Monthly Archives: November 2013

Taking back my self-respect

So, I recently came to realize the dangers of focusing on one thing and putting everything else on hold. I have been concentrating so hard studying for this Japanese language test. I forgot the importance of the other things I would normally do. Things just as equally important to my development. Running. Reading. Socializing. Things related to my job. I wasn’t doing or trying to improve other parts of my life. I thought maybe that I could just revert back to my normal patterns after the test. But it was a moment this weekend where I woke up and said to myself, “I am gradually becoming the person I once was. What is wrong with me? This isn’t the person I want to be. I want to return to that me from before.”

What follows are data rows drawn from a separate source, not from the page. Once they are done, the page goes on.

use axum::{
    Json, Router,
    extract::{Path, Query, State},
};
use serde::{Deserialize, Serialize};
use utoipa::ToSchema;
use uuid::Uuid;

use crate::{
    error::{AppError, AppResult},
    middleware::auth::{AuthUser, ensure_admin},
    models::Product,
    response::{ApiResponse, Meta},
    routes::params::ProductQuery,
    state::AppState,
};

#[derive(Debug, Deserialize, ToSchema)]
pub struct CreateProductRequest {
    pub name: String,
    pub slug: String,
    pub category: Option<String>,
    pub description: Option<String>,
    pub unit: Option<String>,
    pub price_min: f64,
    pub price_max: f64,
    pub currency: Option<String>,
    pub image: Option<String>,
    pub origin_country: Option<String>,
}

#[derive(Debug, Deserialize, ToSchema)]
pub struct UpdateProductRequest {
    pub name: Option<String>,
    pub category: Option<String>,
    pub description: Option<String>,
    pub unit: Option<String>,
    pub price_min: Option<f64>,
    pub price_max: Option<f64>,
    pub currency: Option<String>,
    pub image: Option<String>,
    pub origin_country: Option<String>,
}

#[derive(Serialize, ToSchema)]
pub struct ProductList {
    pub items: Vec<Product>,
}

pub fn router() -> Router<AppState> {
    Router::new()
        .route("/", axum::routing::post(create_product))
        .route("/", axum::routing::get(list_products))
        // Reads address products by slug; admin mutations by id.
        .route(
            "/{slug}",
            axum::routing::get(get_product)
                .put(update_product)
                .delete(delete_product),
        )
}

#[utoipa::path(
    get,
    path = "/api/products",
    params(
        ("q" = Option<String>, Query, description = "Match against name, description, category"),
        ("category" = Option<String>, Query, description = "Filter by category"),
        ("page" = Option<i64>, Query, description = "Page number, default 1"),
        ("per_page" = Option<i64>, Query, description = "Items per page, default 20"),
    ),
    responses(
        (status = 200, description = "List products", body = ApiResponse<ProductList>)
    ),
    tag = "Products"
)]
pub async fn list_products(
    State(state): State<AppState>,
    Query(query): Query<ProductQuery>,
) -> AppResult<Json<ApiResponse<ProductList>>> {
    let (page, limit, offset) = query.pagination.normalize();

    let items = sqlx::query_as::<_, Product>(
        r#"
        SELECT * FROM products
        WHERE ($1::text IS NULL
               OR name ILIKE '%' || $1 || '%'
               OR description ILIKE '%' || $1 || '%'
               OR category ILIKE '%' || $1 || '%')
          AND ($2::text IS NULL OR category = $2)
        ORDER BY created_at DESC
        LIMIT $3 OFFSET $4
        "#,
    )
    .bind(query.q.as_deref())
    .bind(query.category.as_deref())
    .bind(limit)
    .bind(offset)
    .fetch_all(&state.pool)
    .await?;

    let total: (i64,) = sqlx::query_as(
        r#"
        SELECT count(*) FROM products
        WHERE ($1::text IS NULL
               OR name ILIKE '%' || $1 || '%'
               OR description ILIKE '%' || $1 || '%'
               OR category ILIKE '%' || $1 || '%')
          AND ($2::text IS NULL OR category = $2)
        "#,
    )
    .bind(query.q.as_deref())
    .bind(query.category.as_deref())
    .fetch_one(&state.pool)
    .await?;

    let meta = Meta::new(page, limit, total.0);
    let data = ProductList { items };
    Ok(Json(ApiResponse::success("Products", data, Some(meta))))
}

#[utoipa::path(
    get,
    path = "/api/products/{slug}",
    params(
        ("slug" = String, Path, description = "Product slug")
    ),
    responses(
        (status = 200, description = "Get product", body = ApiResponse<Product>),
        (status = 404, description = "Product not found"),
    ),
    tag = "Products"
)]
pub async fn get_product(
    Path(slug): Path<String>,
    State(state): State<AppState>,
) -> AppResult<Json<ApiResponse<Product>>> {
    let result = sqlx::query_as::<_, Product>("SELECT * FROM products WHERE slug = $1")
        .bind(slug.as_str())
        .fetch_optional(&state.pool)
        .await?;
    let result = match result {
        Some(p) => p,
        None => return Err(AppError::NotFound),
    };
    Ok(Json(ApiResponse::success("Product", result, None)))
}

#[utoipa::path(
    post,
    path = "/api/products",
    request_body = CreateProductRequest,
    responses(
        (status = 201, description = "Create product", body = ApiResponse<Product>),
        (status = 403, description = "Forbidden"),
    ),
    security(("bearer_auth" = [])),
    tag = "Products"
)]
pub async fn create_product(
    State(state): State<AppState>,
    user: AuthUser,
    Json(payload): Json<CreateProductRequest>,
) -> AppResult<Json<ApiResponse<Product>>> {
    ensure_admin(&user)?;
    if payload.price_min < 0.0 || payload.price_max < payload.price_min {
        return Err(AppError::BadRequest("invalid price range".into()));
    }

    let product = sqlx::query_as::<_, Product>(
        r#"
        INSERT INTO products
            (id, name, slug, category, description, unit, price_min, price_max, currency, image, origin_country)
        VALUES ($1, $2, $3, $4, $5, $6, $7, $8, $9, $10, $11)
        RETURNING *
        "#,
    )
    .bind(Uuid::new_v4())
    .bind(payload.name)
    .bind(payload.slug)
    .bind(payload.category)
    .bind(payload.description)
    .bind(payload.unit.unwrap_or_else(|| "per kg".to_string()))
    .bind(payload.price_min)
    .bind(payload.price_max)
    .bind(payload.currency.unwrap_or_else(|| "EUR".to_string()))
    .bind(payload.image)
    .bind(payload.origin_country)
    .fetch_one(&state.pool)
    .await?;

    Ok(Json(ApiResponse::success(
        "Product created",
        product,
        Some(Meta::empty()),
    )))
}

#[utoipa::path(
    put,
    path = "/api/products/{id}",
    params(
        ("id" = Uuid, Path, description = "Product ID")
    ),
    request_body = UpdateProductRequest,
    responses(
        (status = 200, description = "Updated product", body = ApiResponse<Product>),
        (status = 403, description = "Forbidden"),
        (status = 404, description = "Not Found"),
    ),
    security(("bearer_auth" = [])),
    tag = "Products"
)]
pub async fn update_product(
    State(state): State<AppState>,
    user: AuthUser,
    Path(id): Path<Uuid>,
    Json(payload): Json<UpdateProductRequest>,
) -> AppResult<Json<ApiResponse<Product>>> {
    ensure_admin(&user)?;

    let existing = sqlx::query_as::<_, Product>("SELECT * FROM products WHERE id = $1")
        .bind(id)
        .fetch_optional(&state.pool)
        .await?;
    let existing = match existing {
        Some(p) => p,
        None => return Err(AppError::NotFound),
    };

    let name = payload.name.unwrap_or(existing.name);
    let category = payload.category.or(existing.category);
    let description = payload.description.or(existing.description);
    let unit = payload.unit.unwrap_or(existing.unit);
    let price_min = payload.price_min.unwrap_or(existing.price_min);
    let price_max = payload.price_max.unwrap_or(existing.price_max);
    let currency = payload.currency.unwrap_or(existing.currency);
    let image = payload.image.or(existing.image);
    let origin_country = payload.origin_country.or(existing.origin_country);

    if price_min < 0.0 || price_max < price_min {
        return Err(AppError::BadRequest("invalid price range".into()));
    }

    let product = sqlx::query_as::<_, Product>(
        r#"
        UPDATE products
        SET name = $2, category = $3, description = $4, unit = $5,
            price_min = $6, price_max = $7, currency = $8, image = $9, origin_country = $10
        WHERE id = $1
        RETURNING *
        "#,
    )
    .bind(id)
    .bind(name)
    .bind(category)
    .bind(description)
    .bind(unit)
    .bind(price_min)
    .bind(price_max)
    .bind(currency)
    .bind(image)
    .bind(origin_country)
    .fetch_one(&state.pool)
    .await?;

    Ok(Json(ApiResponse::success(
        "Updated",
        product,
        Some(Meta::empty()),
    )))
}

#[utoipa::path(
    delete,
    path = "/api/products/{id}",
    params(
        ("id" = Uuid, Path, description = "Product ID")
    ),
    responses(
        (status = 200, description = "Deleted product"),
        (status = 403, description = "Forbidden"),
        (status = 404, description = "Not Found"),
    ),
    security(("bearer_auth" = [])),
    tag = "Products"
)]
pub async fn delete_product(
    State(state): State<AppState>,
    user: AuthUser,
    Path(id): Path<Uuid>,
) -> AppResult<Json<ApiResponse<serde_json::Value>>> {
    ensure_admin(&user)?;

    let result = sqlx::query("DELETE FROM products WHERE id = $1")
        .bind(id)
        .execute(&state.pool)
        .await?;

    if result.rows_affected() == 0 {
        return Err(AppError::NotFound);
    }

    Ok(Json(ApiResponse::success(
        "Deleted",
        serde_json::json!({}),
        Some(Meta::empty()),
    )))
}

I got wrapped up and focused on studying for this test. I forgot I’m not learning this language just to pass a test. I became too focused and shortsighted. I couldn’t see the dangers this kind of focus would bring. At first I thought by focusing exclusively on the test it would increase my gains. But it only caused me to avoid studying to completion and become mildly depressed from stress. I remembered during my time in Korea I would exercise just to break up the ongoing stress. Although effective there were other issues that made it hard to cope. But the fact of the matter is running helped.

Lately, I have been running again after a two month break. I never realized how much running acted like a stress relief valve. Running and just exercising in general helps my overall mood. I feel better about myself. It helps me keep a clear head. When I wasn’t running I became sluggish and lazy. I felt horrible about myself and I couldn’t help but feel anxious where ever I was. It became harder and harder to wake up as early as I wanted to. I just wanted to sleep in.

By not running I tried seeking other ways to release the stress and tension. Food. Alcohol. Self gratification. It was destroying me. I have been struggling since the summer to find my resolve and motivation. I have written in the past that I have been trying gradually to get back to that point before the summer vacation. I stumbled a few times, but I now see what I need to do even better.

From here I will do what I can in all areas I want to improve. A test is just a test. It isn’t the end of the world. Another chance will always be there. If I can do the best I can preparing for this test then I will have no regrets. I had forgotten how important it is to take things one day at a time. Show up everyday and the results will come.